Why, who would dream of marrying this woman now, after the tragedy at Kamouraska? Dear little Jérôme Rolland, you're raising your hand. Asking to speak. For a long time now that formidable child, too beautiful to bear, has made you tremble in the shadows. It's now or never. Just offer her a spotless name, above reproach . . . But let me warn you, George Nelson won't stand for such humiliation . . .
Your head is spinning, love, in the pale light of dawn. Your horse can hardly make his way through the soft, new snow. Since yesterday (long before the cove at Kamouraska), you haven't had a thing to eat. I'm on your trail. You can hear my sleigh bells jingling behind you. I'm Madame Rolland. And I'm haunting you, just as you haunt me. We're out of our minds, the two of us. Cut off from each other already . . .
Worn out and dying. After so great a passion, so strong a passion lived and suffered. The illusion of happiness, rising up before us. Like a fogbank over the frozen road. To live together, the two of us. Lovingly, tenderly, with no ado. Like two blue shadows on
the snow . . . “Elisabeth! Your body, opening, closing about me. Pulls me down, engulfs me forever. That brackish taste of seaweed and brine . . .” Ah!
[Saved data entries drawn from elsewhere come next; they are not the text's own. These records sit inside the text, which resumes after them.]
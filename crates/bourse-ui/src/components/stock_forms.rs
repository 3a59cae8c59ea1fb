use bourse_types::{FormState, Stock, StockForm, StockPriceForm};
use leptos::prelude::*;

use crate::api::stocks::{create_stock, update_stock_price};
use crate::components::form::{submit_form, FormModal, TextField};
use crate::components::toast::ToastContext;

#[component]
pub fn CreateStockModal(on_created: Callback<()>) -> impl IntoView {
    let form = RwSignal::new(FormState::new(StockForm::default()));
    let toasts = use_context::<ToastContext>();

    let submit = Callback::new(move |_| {
        submit_form(form, toasts, create_stock, move |stock: Stock| {
            if let Some(toasts) = toasts {
                toasts.success(format!("Stock {} created successfully", stock.name));
            }
            on_created.run(());
        });
    });

    view! {
        <button class="btn btn-primary" on:click=move |_| form.update(|f| f.open())>
            "Create stock"
        </button>
        <FormModal
            form
            title="Create stock"
            submit_label="Create"
            busy_label="Creating..."
            on_submit=submit
        >
            <TextField
                form
                field="name"
                label="Name"
                read=|m: &StockForm| m.name.clone()
                write=|m: &mut StockForm, v: String| m.name = v
            />
            <TextField
                form
                field="description"
                label="Description"
                read=|m: &StockForm| m.description.clone()
                write=|m: &mut StockForm, v: String| m.description = v
            />
            <TextField
                form
                field="currentPrice"
                label="Price"
                kind="number"
                placeholder="0.00"
                read=|m: &StockForm| m.current_price.clone()
                write=|m: &mut StockForm, v: String| m.current_price = v
            />
        </FormModal>
    }
}

/// Price editor for one stock; reopening after an update starts from the
/// new price.
#[component]
pub fn UpdateStockPriceModal(stock: Stock, on_updated: Callback<Stock>) -> impl IntoView {
    let form = RwSignal::new(FormState::new(StockPriceForm::from_price(stock.current_price)));
    let toasts = use_context::<ToastContext>();
    let stockId = stock.stock_id.clone();

    let submit = Callback::new(move |_| {
        let stockId = stockId.clone();
        submit_form(
            form,
            toasts,
            move |request| update_stock_price(stockId, request),
            move |updated: Stock| {
                form.update(|f| f.rebase(StockPriceForm::from_price(updated.current_price)));
                if let Some(toasts) = toasts {
                    toasts.success("Stock price updated successfully");
                }
                on_updated.run(updated);
            },
        );
    });

    view! {
        <button class="btn btn-secondary" on:click=move |_| form.update(|f| f.open())>
            "Update price"
        </button>
        <FormModal
            form
            title="Update stock price"
            submit_label="Save"
            busy_label="Saving..."
            on_submit=submit
        >
            <TextField
                form
                field="currentPrice"
                label="Price"
                kind="number"
                read=|m: &StockPriceForm| m.current_price.clone()
                write=|m: &mut StockPriceForm, v: String| m.current_price = v
            />
        </FormModal>
    }
}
That blood all over the reins and inside the sleigh! . . .
The morning of February first, at about eleven, the traveler stopped at the inn at Saint-Roch-des-Aulnaies. He asked for lunch. But he hardly sat at the table for more than a minute. What he really wanted was to have the landlord clean the reins and carefully scratch the crusts of blood off the leather.
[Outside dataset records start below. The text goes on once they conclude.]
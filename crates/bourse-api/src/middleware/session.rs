use axum::{
    body::Body,
    extract::State,
    http::{header, HeaderValue, Request, StatusCode},
    middleware::Next,
    response::{IntoResponse, Redirect, Response},
};
use axum_extra::extract::cookie::CookieJar;
use bourse_types::ApiFailure;
use leptos::server_fn::error::{ServerFnError, ServerFnErrorSerde};
use tracing::debug;

pub const LOGIN_PATH: &str = "/login";
pub const REGISTER_PATH: &str = "/register";
pub const HOME_PATH: &str = "/dashboard";

#[derive(Clone, Debug)]
pub struct GuardState {
    pub cookie_name: String,
}

fn is_asset(path: &str) -> bool {
    path.starts_with("/pkg/") || path.starts_with("/assets/") || path.starts_with("/favicon.")
}

fn is_auth_page(path: &str) -> bool {
    path == LOGIN_PATH || path == REGISTER_PATH
}

/// The 401 body is encoded the way server functions encode their own errors,
/// so a hydrated caller reads it back as an unauthorized `ApiFailure`.
fn unauthorized_api() -> Response {
    let failure = ServerFnError::<ApiFailure>::WrappedServerError(ApiFailure::unauthorized());
    let body = failure
        .ser()
        .unwrap_or_else(|_| ApiFailure::unauthorized().to_string());
    let mut response = (StatusCode::UNAUTHORIZED, body).into_response();
    response.headers_mut().insert(
        header::CONTENT_TYPE,
        HeaderValue::from_static("application/json"),
    );
    response
}

fn login_redirect(from: &str) -> Response {
    let mut target = String::from(LOGIN_PATH);
    if from != "/" {
        target.push_str("?from=");
        target.push_str(&urlencoding::encode(from));
    }
    Redirect::to(&target).into_response()
}

/// Intercepts every request before it reaches a page or a server function.
///
/// Without a session cookie, pages redirect to the login screen remembering
/// where the user was going, and API calls get a 401. With one, the login
/// screen forwards to the dashboard. Whether the cookie is still valid is for
/// the backend to decide.
pub async fn route_guard(
    State(state): State<GuardState>,
    jar: CookieJar,
    request: Request<Body>,
    next: Next,
) -> Response {
    let path = request.uri().path().to_string();

    if is_asset(&path) || path.starts_with("/api/auth/") {
        return next.run(request).await;
    }

    let hasSession = jar
        .get(&state.cookie_name)
        .is_some_and(|c| !c.value().is_empty());

    if hasSession {
        if path == LOGIN_PATH {
            debug!("session present, {path} -> {HOME_PATH}");
            return Redirect::to(HOME_PATH).into_response();
        }
        return next.run(request).await;
    }

    if is_auth_page(&path) {
        return next.run(request).await;
    }
    if path.starts_with("/api/") {
        debug!("no session for {path}");
        return unauthorized_api();
    }

    debug!("no session, {path} -> {LOGIN_PATH}");
    login_redirect(&path)
}

#[cfg(test)]
mod tests {
    use super::*;
    use axum::{middleware::from_fn_with_state, routing::get, Router};
    use tower::ServiceExt;

    fn app() -> Router {
        let state = GuardState {
            cookie_name: "jwt".into(),
        };
        Router::new()
            .route("/", get(|| async { "root" }))
            .route("/dashboard", get(|| async { "dashboard" }))
            .route("/dashboard/stocks/:id", get(|| async { "stock" }))
            .route("/login", get(|| async { "login" }))
            .route("/register", get(|| async { "register" }))
            .route("/api/list_stocks", axum::routing::post(|| async { "[]" }))
            .route("/api/auth/login", axum::routing::post(|| async { "ok" }))
            .route("/pkg/bourse-console.js", get(|| async { "js" }))
            .layer(from_fn_with_state(state, route_guard))
    }

    async fn call(method: &str, path: &str, cookie: Option<&str>) -> Response {
        let mut builder = Request::builder().method(method).uri(path);
        if let Some(cookie) = cookie {
            builder = builder.header(header::COOKIE, cookie);
        }
        app().oneshot(builder.body(Body::empty()).unwrap()).await.unwrap()
    }

    fn location(response: &Response) -> &str {
        response
            .headers()
            .get(header::LOCATION)
            .and_then(|v| v.to_str().ok())
            .unwrap_or("")
    }

    #[tokio::test]
    async fn page_without_session_redirects_with_return_target() {
        let response = call("GET", "/dashboard/stocks/42", None).await;
        assert_eq!(response.status(), StatusCode::SEE_OTHER);
        assert_eq!(location(&response), "/login?from=%2Fdashboard%2Fstocks%2F42");
    }

    #[tokio::test]
    async fn root_redirect_carries_no_return_target() {
        let response = call("GET", "/", None).await;
        assert_eq!(location(&response), "/login");
    }

    #[tokio::test]
    async fn login_with_session_goes_to_dashboard() {
        let response = call("GET", "/login", Some("jwt=abc")).await;
        assert_eq!(location(&response), "/dashboard");
    }

    #[tokio::test]
    async fn auth_pages_and_assets_are_public() {
        for (method, path) in [
            ("GET", "/login"),
            ("GET", "/register"),
            ("POST", "/api/auth/login"),
            ("GET", "/pkg/bourse-console.js"),
        ] {
            let response = call(method, path, None).await;
            assert_eq!(response.status(), StatusCode::OK, "{path}");
        }
    }

    #[tokio::test]
    async fn api_without_session_is_unauthorized() {
        let response = call("POST", "/api/list_stocks", None).await;
        assert_eq!(response.status(), StatusCode::UNAUTHORIZED);

        let response = call("POST", "/api/list_stocks", Some("theme=dark")).await;
        assert_eq!(response.status(), StatusCode::UNAUTHORIZED);
    }

    #[tokio::test]
    async fn empty_session_cookie_counts_as_absent() {
        let response = call("GET", "/dashboard", Some("jwt=")).await;
        assert_eq!(location(&response), "/login?from=%2Fdashboard");
    }

    #[tokio::test]
    async fn session_lets_pages_and_api_through() {
        let response = call("GET", "/dashboard", Some("theme=dark; jwt=abc")).await;
        assert_eq!(response.status(), StatusCode::OK);

        let response = call("POST", "/api/list_stocks", Some("jwt=abc")).await;
        assert_eq!(response.status(), StatusCode::OK);
    }

    #[tokio::test]
    async fn return_target_is_query_encoded() {
        let response = call("GET", "/dashboard/stocks/a%20b", None).await;
        assert_eq!(
            location(&response),
            "/login?from=%2Fdashboard%2Fstocks%2Fa%2520b"
        );
    }
}
use std::collections::BTreeMap;
use std::fmt;
use std::str::FromStr;

use serde::{Deserialize, Serialize};

use crate::page::ErrorBody;

/// Field name to message, keyed by the backend's field names
/// (`name`, `description`, `currentPrice`, ...).
pub type FieldErrors = BTreeMap<String, String>;

#[derive(Clone, Copy, Debug, Serialize, Deserialize, PartialEq, Eq)]
pub enum FailureKind {
    Unauthorized,
    Validation,
    NotFound,
    General,
}

/// The one error shape the UI deals with, whatever went wrong underneath.
///
/// `Display` emits JSON and `FromStr` parses it back, so the value survives
/// being carried as the custom error of a server function.
#[derive(Clone, Debug, Serialize, Deserialize, PartialEq, Eq)]
#[serde(rename_all = "camelCase")]
pub struct ApiFailure {
    pub kind: FailureKind,
    pub message: String,
    #[serde(default)]
    pub field_errors: FieldErrors,
}

impl ApiFailure {
    pub fn general(message: impl Into<String>) -> Self {
        Self {
            kind: FailureKind::General,
            message: message.into(),
            field_errors: FieldErrors::new(),
        }
    }

    pub fn unauthorized() -> Self {
        Self {
            kind: FailureKind::Unauthorized,
            message: "Unauthorized".into(),
            field_errors: FieldErrors::new(),
        }
    }

    pub fn not_found(message: impl Into<String>) -> Self {
        Self {
            kind: FailureKind::NotFound,
            message: message.into(),
            field_errors: FieldErrors::new(),
        }
    }

    pub fn validation(message: impl Into<String>, field_errors: FieldErrors) -> Self {
        Self {
            kind: FailureKind::Validation,
            message: message.into(),
            field_errors,
        }
    }

    /// Normalizes a non-2xx response. `fallback` is used when the body carries
    /// no message of its own.
    pub fn from_error_body(status: u16, body: Option<ErrorBody>, fallback: &str) -> Self {
        let body = body.unwrap_or_default();
        match body.errors {
            Some(entries) if !entries.is_empty() => {
                let fieldErrors = entries
                    .into_iter()
                    .map(|e| (e.field, e.message))
                    .collect::<FieldErrors>();
                Self::validation(
                    body.message.unwrap_or_else(|| "Validation failed".into()),
                    fieldErrors,
                )
            }
            _ => {
                let message = body
                    .message
                    .filter(|m| !m.trim().is_empty())
                    .unwrap_or_else(|| fallback.to_string());
                match status {
                    401 => Self::unauthorized(),
                    404 => Self::not_found(message),
                    _ => Self::general(message),
                }
            }
        }
    }

    pub fn is_unauthorized(&self) -> bool {
        self.kind == FailureKind::Unauthorized
    }

    pub fn has_field_errors(&self) -> bool {
        !self.field_errors.is_empty()
    }
}

impl fmt::Display for ApiFailure {
    fn fmt(&self, f: &mut fmt::Formatter<'_>) -> fmt::Result {
        match serde_json::to_string(self) {
            Ok(json) => f.write_str(&json),
            Err(_) => f.write_str(&self.message),
        }
    }
}

impl FromStr for ApiFailure {
    type Err = serde_json::Error;

    fn from_str(s: &str) -> Result<Self, Self::Err> {
        serde_json::from_str(s)
    }
}

impl std::error::Error for ApiFailure {}

#[cfg(test)]
mod tests {
    use super::*;
    use crate::page::FieldErrorEntry;

    #[test]
    fn field_errors_become_validation_failure() {
        let body = ErrorBody {
            message: None,
            errors: Some(vec![
                FieldErrorEntry {
                    field: "name".into(),
                    message: "Name is mandatory".into(),
                },
                FieldErrorEntry {
                    field: "currentPrice".into(),
                    message: "Current price must be positive".into(),
                },
            ]),
        };

        let failure = ApiFailure::from_error_body(400, Some(body), "Failed to create stock");

        assert_eq!(failure.kind, FailureKind::Validation);
        assert_eq!(failure.message, "Validation failed");
        assert_eq!(failure.field_errors["name"], "Name is mandatory");
        assert_eq!(failure.field_errors.len(), 2);
    }

    #[test]
    fn missing_body_falls_back_to_operation_message() {
        let failure = ApiFailure::from_error_body(500, None, "Failed to fetch stocks");
        assert_eq!(failure, ApiFailure::general("Failed to fetch stocks"));

        let notFound = ApiFailure::from_error_body(
            404,
            Some(ErrorBody {
                message: Some("Stock not found with id 9".into()),
                errors: None,
            }),
            "Failed to fetch stock details",
        );
        assert_eq!(notFound.kind, FailureKind::NotFound);
        assert_eq!(notFound.message, "Stock not found with id 9");
    }

    #[test]
    fn display_round_trips_through_from_str() {
        let mut fields = FieldErrors::new();
        fields.insert("name".into(), "too long".into());
        let failure = ApiFailure::validation("Validation failed", fields);

        let parsed: ApiFailure = failure.to_string().parse().unwrap();
        assert_eq!(parsed, failure);
    }
}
Anxiously, madly, I scour the frozen roads and the hours forever past. Stopping a traveler from time to time, asking at inns. In the wild hope of finding . . . From village to village I hear his description. His black horse, hind hooves white to the shanks. The man's black whiskers. His ruddy, dark complexion. The blood on the blankets. The blood . . .
But something is missing. A gap in the agenda of this man I'm trying to find. A gap I help create myself. Careful to avoid one certain hour, the most important one of all. These roundabout roads, just to keep away from Kamouraska. The cove at Kamouraska. About nine o'clock. The night of January 31st, 1839 . . .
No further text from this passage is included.